Le climat, c’est une préoccupation que partagent de nombreux éleveurs, si ce n’est la majorité. On constate la baisse de production fourragère depuis une quinzaine d’années. Et surtout, il y a un virage important par rapport au climat depuis cinq ans. On voit bien que les effets deviennent conséquents. En se projetant un petit peu, on devine que si on ne fait rien, on va au-devant de grandes difficultés."
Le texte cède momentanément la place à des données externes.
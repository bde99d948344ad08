use std::io;
use thiserror::Error;

/// Unified error type for the fnchat application
#[derive(Error, Debug)]
pub enum AgentError {
    /// API-related errors (bad status, malformed completion, empty choices)
    #[error("API error: {0}")]
    Api(String),

    /// Configuration-related errors
    #[error("Configuration error: {0}")]
    Config(String),

    /// User input errors
    #[error("Input error: {0}")]
    Input(String),

    /// IO-related errors
    #[error("IO error: {source}")]
    Io {
        #[from]
        source: io::Error,
    },

    /// Serialization/deserialization errors
    #[error("Serialization error: {0}")]
    Serialization(String),

    /// Network-related errors
    #[error("Network error: {0}")]
    Network(String),

    /// The model requested a function the registry never advertised
    #[error("Function {0} not found")]
    UnknownFunction(String),

    /// Two functions registered under the same name
    #[error("Function {0} registered twice")]
    DuplicateFunction(String),

    /// A resolver failed during execution
    #[error("{0}")]
    FunctionExecution(String),
}

impl From<reqwest::Error> for AgentError {
    fn from(err: reqwest::Error) -> Self {
        if err.is_timeout() {
            AgentError::Network(format!("Request timed out: {}", err))
        } else if err.is_connect() {
            AgentError::Network(format!("Connection failed: {}", err))
        } else if err.is_status() {
            AgentError::Api(format!("API returned error status: {}", err))
        } else {
            AgentError::Network(format!("Request failed: {}", err))
        }
    }
}

impl From<serde_json::Error> for AgentError {
    fn from(err: serde_json::Error) -> Self {
        AgentError::Serialization(format!("JSON error: {}", err))
    }
}
use super::{FunctionMetadata, ParameterSchema, Resolver};
use crate::error::AgentError;
use async_trait::async_trait;
use serde_json::{Map, Value, json};

pub fn metadata() -> FunctionMetadata {
    FunctionMetadata {
        name: "get_current_weather".to_string(),
        description: "Get the current weather in a given location".to_string(),
        parameters: ParameterSchema::object(
            json!({
                "location": {
                    "type": "string",
                    "description": "The city and state, e.g. San Francisco, CA"
                },
                "unit": {"type": "string", "enum": ["celsius", "fahrenheit"]}
            }),
            &["location"],
        ),
    }
}

/// Demo resolver: returns a canned weather report as a JSON string.
pub struct CurrentWeather;

#[async_trait]
impl Resolver for CurrentWeather {
    async fn resolve(&self, args: &Map<String, Value>) -> Result<String, AgentError> {
        let location = args
            .get("location")
            .and_then(Value::as_str)
            .unwrap_or_default();
        let unit = args
            .get("unit")
            .and_then(Value::as_str)
            .unwrap_or("fahrenheit");

        let report = json!({
            "location": location,
            "temperature": "72",
            "unit": unit,
            "forecast": ["sunny", "windy"],
        });

        serde_json::to_string(&report).map_err(AgentError::from)
    }
}
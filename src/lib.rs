// Library root module for stx-router
// This file defines the public API and module structure: the smart transaction
// routing decision, the publish hook and the lifecycle event router
//
// Numan Thabit 2025 Nov

pub mod bootstrap;
pub mod bus;
pub mod config;
pub mod eligibility;
pub mod errors;
pub mod flags;
pub mod metrics;
pub mod relay;
pub mod router;
pub mod state;
pub mod transaction;
pub mod transport;
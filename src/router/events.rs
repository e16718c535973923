// Transaction lifecycle event router
// Subscribes once to each of the seven engine lifecycle events, decodes the
// per-event payload shape and hands the bare TransactionMeta to its handler
//
// Numan Thabit 2025 Nov

use crate::bus::{MessageBus, SubscriptionId};
use crate::errors::RouterError;
use crate::router::handlers::{HandlerContext, HandlerTable};
use crate::transaction::{TransactionMeta, TransactionStatus};
use serde::Deserialize;
use serde_json::Value;
use std::sync::Arc;
use tracing::{debug, trace, warn};

#[derive(Debug, Clone, Copy, PartialEq, Eq, Hash)]
pub enum LifecycleEvent {
    Added,
    Approved,
    Confirmed,
    Dropped,
    Failed,
    Rejected,
    Submitted,
}

impl LifecycleEvent {
    pub const ALL: [LifecycleEvent; 7] = [
        LifecycleEvent::Added,
        LifecycleEvent::Approved,
        LifecycleEvent::Confirmed,
        LifecycleEvent::Dropped,
        LifecycleEvent::Failed,
        LifecycleEvent::Rejected,
        LifecycleEvent::Submitted,
    ];

    /// Name the transaction engine publishes this event under.
    pub fn bus_name(&self) -> &'static str {
        match self {
            LifecycleEvent::Added => "TransactionController:unapprovedTransactionAdded",
            LifecycleEvent::Approved => "TransactionController:transactionApproved",
            LifecycleEvent::Confirmed => "TransactionController:transactionConfirmed",
            LifecycleEvent::Dropped => "TransactionController:transactionDropped",
            LifecycleEvent::Failed => "TransactionController:transactionFailed",
            LifecycleEvent::Rejected => "TransactionController:transactionRejected",
            LifecycleEvent::Submitted => "TransactionController:transactionSubmitted",
        }
    }

    pub fn label(&self) -> &'static str {
        match self {
            LifecycleEvent::Added => "added",
            LifecycleEvent::Approved => "approved",
            LifecycleEvent::Confirmed => "confirmed",
            LifecycleEvent::Dropped => "dropped",
            LifecycleEvent::Failed => "failed",
            LifecycleEvent::Rejected => "rejected",
            LifecycleEvent::Submitted => "submitted",
        }
    }

    /// Status a transaction ends in when this event is its last one.
    pub fn terminal_status(&self) -> Option<TransactionStatus> {
        match self {
            LifecycleEvent::Confirmed => Some(TransactionStatus::Confirmed),
            LifecycleEvent::Dropped => Some(TransactionStatus::Dropped),
            LifecycleEvent::Failed => Some(TransactionStatus::Failed),
            LifecycleEvent::Rejected => Some(TransactionStatus::Rejected),
            _ => None,
        }
    }
}

#[derive(Debug, Clone, PartialEq, Deserialize)]
#[serde(rename_all = "camelCase")]
pub struct TransactionEnvelope {
    pub transaction_meta: TransactionMeta,
}

#[derive(Debug, Clone, PartialEq, Deserialize)]
#[serde(rename_all = "camelCase")]
pub struct FailedEnvelope {
    pub transaction_meta: TransactionMeta,
    #[serde(default)]
    pub error: Option<Value>,
}

/// Payload of each lifecycle event in the exact shape the engine emits it.
#[derive(Debug, Clone, PartialEq)]
pub enum TransactionEvent {
    Added(TransactionMeta),
    Approved(TransactionEnvelope),
    Confirmed(TransactionMeta),
    Dropped(TransactionEnvelope),
    Failed(FailedEnvelope),
    Rejected(TransactionEnvelope),
    Submitted(TransactionEnvelope),
}

fn from_payload<T: for<'de> Deserialize<'de>>(
    event: LifecycleEvent,
    payload: Value,
) -> Result<T, RouterError> {
    serde_json::from_value(payload)
        .map_err(|e| RouterError::Payload(format!("{}: {e}", event.bus_name())))
}

impl TransactionEvent {
    pub fn decode(event: LifecycleEvent, payload: Value) -> Result<Self, RouterError> {
        Ok(match event {
            LifecycleEvent::Added => TransactionEvent::Added(from_payload(event, payload)?),
            LifecycleEvent::Approved => TransactionEvent::Approved(from_payload(event, payload)?),
            LifecycleEvent::Confirmed => TransactionEvent::Confirmed(from_payload(event, payload)?),
            LifecycleEvent::Dropped => TransactionEvent::Dropped(from_payload(event, payload)?),
            LifecycleEvent::Failed => TransactionEvent::Failed(from_payload(event, payload)?),
            LifecycleEvent::Rejected => TransactionEvent::Rejected(from_payload(event, payload)?),
            LifecycleEvent::Submitted => TransactionEvent::Submitted(from_payload(event, payload)?),
        })
    }

    pub fn kind(&self) -> LifecycleEvent {
        match self {
            TransactionEvent::Added(_) => LifecycleEvent::Added,
            TransactionEvent::Approved(_) => LifecycleEvent::Approved,
            TransactionEvent::Confirmed(_) => LifecycleEvent::Confirmed,
            TransactionEvent::Dropped(_) => LifecycleEvent::Dropped,
            TransactionEvent::Failed(_) => LifecycleEvent::Failed,
            TransactionEvent::Rejected(_) => LifecycleEvent::Rejected,
            TransactionEvent::Submitted(_) => LifecycleEvent::Submitted,
        }
    }

    /// Unwrap envelopes so every handler sees the bare metadata.
    pub fn into_meta(self) -> TransactionMeta {
        match self {
            TransactionEvent::Added(meta) | TransactionEvent::Confirmed(meta) => meta,
            TransactionEvent::Approved(env)
            | TransactionEvent::Dropped(env)
            | TransactionEvent::Rejected(env)
            | TransactionEvent::Submitted(env) => env.transaction_meta,
            TransactionEvent::Failed(env) => env.transaction_meta,
        }
    }
}

/// Dispatch one decoded event to its handler. Handler errors are returned as-is.
pub fn dispatch(
    handlers: &HandlerTable,
    context: &HandlerContext,
    event: TransactionEvent,
) -> Result<(), RouterError> {
    let kind = event.kind();
    if let TransactionEvent::Failed(FailedEnvelope { error: Some(err), transaction_meta }) = &event {
        warn!(id = %transaction_meta.id, error = %err, "engine reported transaction failure");
    }
    let meta = event.into_meta();
    trace!(event = kind.label(), id = %meta.id, "dispatching lifecycle event");
    handlers.handler_for(kind).handle(&meta, context)
}

/// Owns the seven bus subscriptions for one transaction engine instance.
pub struct LifecycleEventRouter {
    bus: Arc<dyn MessageBus>,
    subscriptions: Vec<SubscriptionId>,
}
"Rester libre" et "que cela bouge"
A Courcité, un noyau d’éleveurs, dont Luc Brizard, échangent, expérimentent et partagent leurs observations depuis plusieurs années. Leur réflexion s’est renforcée en 2018 et le groupe s’est étoffé dans les cantons de Bais et de Villaines-la-Juhel. La dizaine d’agriculteurs a déjà travaillé ensemble, réunis autour de l’achat de deux matériels en Cuma. Mais pour obtenir des réponses le plus rapidement possible aux changements d’ampleur, qui bouleversent les mécanismes naturels, ils ont décidé de s’organiser et de constituer un Groupement d’intérêt économique et environnemental (GIEE).
Ce GIEE devrait prendre forme en 2021. Les agriculteurs voulaient pouvoir objectiver leurs résultats. Deux jeunes conseillers de la chambre d’Agriculture ont manifesté leur enthousiasme pour les accompagner : Sandra Guillemin et Roland Favory. Ce dernier précise les contours et l’intérêt de ce type de "labellisation": "Cette structuration permet de définir des actions à mener sur trois ans, et d’être accompagné ; mais un GIEE permet aussi une certaine flexibilité des actions, de rester libre." Pour ce qui est de l’état d’esprit : "L’idée de ce groupe est d’être ambitieux, et que cela bouge !"
D’autres acteurs motivés pourraient être fédérés au programme : Civam, Cuma, collectivités, associations locales, etc. Le GIEE sera ainsi étendu à l’échelle du nord-est de la Mayenne. Dans un second temps, les travaux d’expérimentation pourraient même être élargis à l’échelle du département. "On veut échanger le plus possible, et vulgariser sur les pratiques accessibles."
Car cette année a encore plus conforté les agriculteurs dans leur stratégie, y compris dans des secteurs comme Ernée, par exemple, ce nord-ouest béni où "les pertes en herbe ont atteint des niveaux records". Partout, des éleveurs observent et s’inquiètent de leurs capacités à nourrir leurs animaux dans un futur de plus en plus proche. "Les projections météo montrent que tous les phénomènes (manque d’eau chronique, sécheresse, canicule, vents violents, etc.) vont s’intensifier, s’inquiète Luc Brizard. Et pour réduire le réchauffement climatique, nous, agriculteurs avons un rôle à jouer par nos pratiques, nos modes d’élevage, notre indépendance aux fourrages importés, le maintien de haies, etc."
Pour s’y préparer, le futur GIEE a inscrit quatre priorités à son programme, à commencer par la sécurisation des exploitations, avec optimisation des assolements, recherche d’autonomie et de "fourrages innovants". "C’est un peu pompeux comme mot… On commencera surtout par tester et sécuriser le stock fourrager avec du sorgho ou de la siplhie, par exemple." La fertilité des sols et la valorisation des haies et ligneux "qui permettent une atténuation des températures" complètent ce programme.